■ PROBLEM DETAILS
The data below is to be set down again exactly as written.

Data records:
◇ ◇ ◇ ◇ ◇ ◇ ◇
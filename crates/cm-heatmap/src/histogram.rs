//! 2D conditional histogram over (conflict angle, group heading).

use cm_core::{Vec2, wrap_display_deg};

use crate::{HeatmapError, HeatmapResult};

/// Heading bins span the shifted display range −90°..270°.
pub const HEADING_MIN_DEG: f64 = -90.0;
pub const HEADING_MAX_DEG: f64 = 270.0;
/// 50 uniform heading bins (51 edges), 7.2° each.
pub const HEADING_BINS: usize = 50;

/// Guards the per-bin normalization against empty conditioning bins.
const NORM_EPS: f64 = 1e-12;

/// Recover a trial's group heading in degrees from its direction vector,
/// shifted into the continuous −90°..270° display range.
pub fn shifted_heading_deg(dir_x: f64, dir_y: f64) -> f64 {
    wrap_display_deg(Vec2::new(dir_x, dir_y).heading_deg())
}

/// P(heading | conflict angle), binned.
///
/// Conflict-angle bins sit on the unique observed values, with boundaries at
/// the midpoints between adjacent values and the outermost edges half a
/// degree beyond — each swept angle owns exactly one bin regardless of sweep
/// spacing.  Each conflict bin's heading histogram is normalized to a
/// probability distribution independently; bins with no trials stay ~0
/// everywhere rather than dividing by zero.
#[derive(Debug, Clone)]
pub struct ConditionalHistogram {
    /// Conflict-angle bin edges, length `n_conflict_bins + 1`.
    pub x_edges: Vec<f64>,
    /// Heading bin edges, length [`HEADING_BINS`] + 1.
    pub y_edges: Vec<f64>,
    /// Raw trial counts, `[conflict bin][heading bin]`.
    pub counts:  Vec<Vec<u32>>,
    /// Normalized probabilities, same shape as `counts`.
    pub probs:   Vec<Vec<f64>>,
}

impl ConditionalHistogram {
    /// Bin trials by `(conflict_deg, heading_deg)`.
    ///
    /// `heading_deg` values are expected already shifted (see
    /// [`shifted_heading_deg`]); headings outside −90°..270° fall out of
    /// range and are not counted, matching the display convention.
    pub fn from_trials(conflict_deg: &[f64], heading_deg: &[f64]) -> HeatmapResult<Self> {
        if conflict_deg.is_empty() {
            return Err(HeatmapError::Empty);
        }
        if conflict_deg.len() != heading_deg.len() {
            return Err(HeatmapError::LengthMismatch {
                conflict: conflict_deg.len(),
                heading:  heading_deg.len(),
            });
        }

        let x_edges = conflict_edges(conflict_deg);
        let y_edges = heading_edges();

        let nx = x_edges.len() - 1;
        let mut counts = vec![vec![0u32; HEADING_BINS]; nx];
        for (&cx, &hy) in conflict_deg.iter().zip(heading_deg) {
            let (Some(ix), Some(iy)) = (bin_index(&x_edges, cx), bin_index(&y_edges, hy))
            else {
                continue;
            };
            counts[ix][iy] += 1;
        }

        let probs = counts
            .iter()
            .map(|row| {
                let total: f64 = row.iter().map(|&c| f64::from(c)).sum();
                row.iter()
                    .map(|&c| f64::from(c) / (total + NORM_EPS))
                    .collect()
            })
            .collect();

        Ok(Self { x_edges, y_edges, counts, probs })
    }

    pub fn n_conflict_bins(&self) -> usize {
        self.counts.len()
    }

    /// Largest normalized probability anywhere in the histogram — the shared
    /// color-scale maximum when several panels render together.
    pub fn max_prob(&self) -> f64 {
        self.probs
            .iter()
            .flatten()
            .copied()
            .fold(0.0, f64::max)
    }
}

// ── Binning ───────────────────────────────────────────────────────────────────

/// Midpoint edges over the unique sorted conflict angles, ±0.5° at the ends.
fn conflict_edges(conflict_deg: &[f64]) -> Vec<f64> {
    let mut unique: Vec<f64> = conflict_deg.to_vec();
    unique.sort_by(f64::total_cmp);
    unique.dedup_by(|a, b| a.total_cmp(b).is_eq());

    let mut edges = Vec::with_capacity(unique.len() + 1);
    edges.push(unique[0] - 0.5);
    for pair in unique.windows(2) {
        edges.push((pair[0] + pair[1]) / 2.0);
    }
    edges.push(unique[unique.len() - 1] + 0.5);
    edges
}

fn heading_edges() -> Vec<f64> {
    let width = (HEADING_MAX_DEG - HEADING_MIN_DEG) / HEADING_BINS as f64;
    (0..=HEADING_BINS)
        .map(|i| HEADING_MIN_DEG + i as f64 * width)
        .collect()
}

/// Half-open bins `[e[i], e[i+1])`, last bin closed on the right —
/// `numpy.histogram2d` edge semantics.
fn bin_index(edges: &[f64], value: f64) -> Option<usize> {
    let n = edges.len() - 1;
    if value < edges[0] || value > edges[n] {
        return None;
    }
    if value == edges[n] {
        return Some(n - 1);
    }
    // Edges are few (dozens); a linear scan is clearer than partition_point.
    (0..n).find(|&i| value >= edges[i] && value < edges[i + 1])
}
//! Group-by over numeric key columns.
//!
//! Keys are `f64` configuration values (group size, informed fraction) that
//! repeat bit-identically across rows of the same configuration, so exact
//! comparison via `total_cmp` is the right equality.

use crate::{Table, TableResult};

/// One group: its key values (in `keys` order) and the member row indices.
#[derive(Debug, Clone, PartialEq)]
pub struct Group {
    pub key:  Vec<f64>,
    pub rows: Vec<usize>,
}

/// Group row indices by one or more numeric key columns.
///
/// Output is sorted ascending by key (lexicographic `total_cmp`), matching
/// the ordering the downstream line plots rely on for monotone x axes.
pub fn group_by(table: &Table, keys: &[&str]) -> TableResult<Vec<Group>> {
    let key_columns: Vec<&[f64]> = keys
        .iter()
        .map(|k| table.numeric(k))
        .collect::<TableResult<_>>()?;

    let n_rows = table.n_rows();
    let mut keyed: Vec<(Vec<f64>, usize)> = (0..n_rows)
        .map(|row| (key_columns.iter().map(|c| c[row]).collect(), row))
        .collect();

    keyed.sort_by(|a, b| {
        let ord = a
            .0
            .iter()
            .zip(&b.0)
            .map(|(x, y)| x.total_cmp(y))
            .find(|o| o.is_ne())
            .unwrap_or(std::cmp::Ordering::Equal);
        ord.then(a.1.cmp(&b.1)) // stable within a group
    });

    let mut groups: Vec<Group> = Vec::new();
    for (key, row) in keyed {
        match groups.last_mut() {
            Some(g) if keys_equal(&g.key, &key) => g.rows.push(row),
            _ => groups.push(Group { key, rows: vec![row] }),
        }
    }
    Ok(groups)
}

fn keys_equal(a: &[f64], b: &[f64]) -> bool {
    a.iter().zip(b).all(|(x, y)| x.total_cmp(y).is_eq())
}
◇ ◇ ◇ ◇ ◇ ◇ ◇
■ ANSWER TO THIS TASK
filename crates/cm-heatmap/src/histogram.rs
//! 2D conditional histogram over (conflict angle, group heading).

use cm_core::{Vec2, wrap_display_deg};

use crate::{HeatmapError, HeatmapResult};

/// Heading bins span the shifted display range −90°..270°.
pub const HEADING_MIN_DEG: f64 = -90.0;
pub const HEADING_MAX_DEG: f64 = 270.0;
/// 50 uniform heading bins (51 edges), 7.2° each.
pub const HEADING_BINS: usize = 50;

/// Guards the per-bin normalization against empty conditioning bins.
const NORM_EPS: f64 = 1e-12;

/// Recover a trial's group heading in degrees from its direction vector,
/// shifted into the continuous −90°..270° display range.
pub fn shifted_heading_deg(dir_x: f64, dir_y: f64) -> f64 {
    wrap_display_deg(Vec2::new(dir_x, dir_y).heading_deg())
}

/// P(heading | conflict angle), binned.
///
/// Conflict-angle bins sit on the unique observed values, with boundaries at
/// the midpoints between adjacent values and the outermost edges half a
/// degree beyond — each swept angle owns exactly one bin regardless of sweep
/// spacing.  Each conflict bin's heading histogram is normalized to a
/// probability distribution independently; bins with no trials stay ~0
/// everywhere rather than dividing by zero.
#[derive(Debug, Clone)]
pub struct ConditionalHistogram {
    /// Conflict-angle bin edges, length `n_conflict_bins + 1`.
    pub x_edges: Vec<f64>,
    /// Heading bin edges, length [`HEADING_BINS`] + 1.
    pub y_edges: Vec<f64>,
    /// Raw trial counts, `[conflict bin][heading bin]`.
    pub counts:  Vec<Vec<u32>>,
    /// Normalized probabilities, same shape as `counts`.
    pub probs:   Vec<Vec<f64>>,
}

impl ConditionalHistogram {
    /// Bin trials by `(conflict_deg, heading_deg)`.
    ///
    /// `heading_deg` values are expected already shifted (see
    /// [`shifted_heading_deg`]); headings outside −90°..270° fall out of
    /// range and are not counted, matching the display convention.
    pub fn from_trials(conflict_deg: &[f64], heading_deg: &[f64]) -> HeatmapResult<Self> {
        if conflict_deg.is_empty() {
            return Err(HeatmapError::Empty);
        }
        if conflict_deg.len() != heading_deg.len() {
            return Err(HeatmapError::LengthMismatch {
                conflict: conflict_deg.len(),
                heading:  heading_deg.len(),
            });
        }

        let x_edges = conflict_edges(conflict_deg);
        let y_edges = heading_edges();

        let nx = x_edges.len() - 1;
        let mut counts = vec![vec![0u32; HEADING_BINS]; nx];
        for (&cx, &hy) in conflict_deg.iter().zip(heading_deg) {
            let (Some(ix), Some(iy)) = (bin_index(&x_edges, cx), bin_index(&y_edges, hy))
            else {
                continue;
            };
            counts[ix][iy] += 1;
        }

        let probs = counts
            .iter()
            .map(|row| {
                let total: f64 = row.iter().map(|&c| f64::from(c)).sum();
                row.iter()
                    .map(|&c| f64::from(c) / (total + NORM_EPS))
                    .collect()
            })
            .collect();

        Ok(Self { x_edges, y_edges, counts, probs })
    }

    pub fn n_conflict_bins(&self) -> usize {
        self.counts.len()
    }

    /// Largest normalized probability anywhere in the histogram — the shared
    /// color-scale maximum when several panels render together.
    pub fn max_prob(&self) -> f64 {
        self.probs
            .iter()
            .flatten()
            .copied()
            .fold(0.0, f64::max)
    }
}

// ── Binning ───────────────────────────────────────────────────────────────────

/// Midpoint edges over the unique sorted conflict angles, ±0.5° at the ends.
fn conflict_edges(conflict_deg: &[f64]) -> Vec<f64> {
    let mut unique: Vec<f64> = conflict_deg.to_vec();
    unique.sort_by(f64::total_cmp);
    unique.dedup_by(|a, b| a.total_cmp(b).is_eq());

    let mut edges = Vec::with_capacity(unique.len() + 1);
    edges.push(unique[0] - 0.5);
    for pair in unique.windows(2) {
        edges.push((pair[0] + pair[1]) / 2.0);
    }
    edges.push(unique[unique.len() - 1] + 0.5);
    edges
}

fn heading_edges() -> Vec<f64> {
    let width = (HEADING_MAX_DEG - HEADING_MIN_DEG) / HEADING_BINS as f64;
    (0..=HEADING_BINS)
        .map(|i| HEADING_MIN_DEG + i as f64 * width)
        .collect()
}

/// Half-open bins `[e[i], e[i+1])`, last bin closed on the right —
/// `numpy.histogram2d` edge semantics.
fn bin_index(edges: &[f64], value: f64) -> Option<usize> {
    let n = edges.len() - 1;
    if value < edges[0] || value > edges[n] {
        return None;
    }
    if value == edges[n] {
        return Some(n - 1);
    }
    // Edges are few (dozens); a linear scan is clearer than partition_point.
    (0..n).find(|&i| value >= edges[i] && value < edges[i + 1])
}
//! Group-by over numeric key columns.
//!
//! Keys are `f64` configuration values (group size, informed fraction) that
//! repeat bit-identically across rows of the same configuration, so exact
//! comparison via `total_cmp` is the right equality.

use crate::{Table, TableResult};

/// One group: its key values (in `keys` order) and the member row indices.
#[derive(Debug, Clone, PartialEq)]
pub struct Group {
    pub key:  Vec<f64>,
    pub rows: Vec<usize>,
}

/// Group row indices by one or more numeric key columns.
///
/// Output is sorted ascending by key (lexicographic `total_cmp`), matching
/// the ordering the downstream line plots rely on for monotone x axes.
pub fn group_by(table: &Table, keys: &[&str]) -> TableResult<Vec<Group>> {
    let key_columns: Vec<&[f64]> = keys
        .iter()
        .map(|k| table.numeric(k))
        .collect::<TableResult<_>>()?;

    let n_rows = table.n_rows();
    let mut keyed: Vec<(Vec<f64>, usize)> = (0..n_rows)
        .map(|row| (key_columns.iter().map(|c| c[row]).collect(), row))
        .collect();

    keyed.sort_by(|a, b| {
        let ord = a
            .0
            .iter()
            .zip(&b.0)
            .map(|(x, y)| x.total_cmp(y))
            .find(|o| o.is_ne())
            .unwrap_or(std::cmp::Ordering::Equal);
        ord.then(a.1.cmp(&b.1)) // stable within a group
    });

    let mut groups: Vec<Group> = Vec::new();
    for (key, row) in keyed {
        match groups.last_mut() {
            Some(g) if keys_equal(&g.key, &key) => g.rows.push(row),
            _ => groups.push(Group { key, rows: vec![row] }),
        }
    }
    Ok(groups)
}

fn keys_equal(a: &[f64], b: &[f64]) -> bool {
    a.iter().zip(b).all(|(x, y)| x.total_cmp(y).is_eq())
}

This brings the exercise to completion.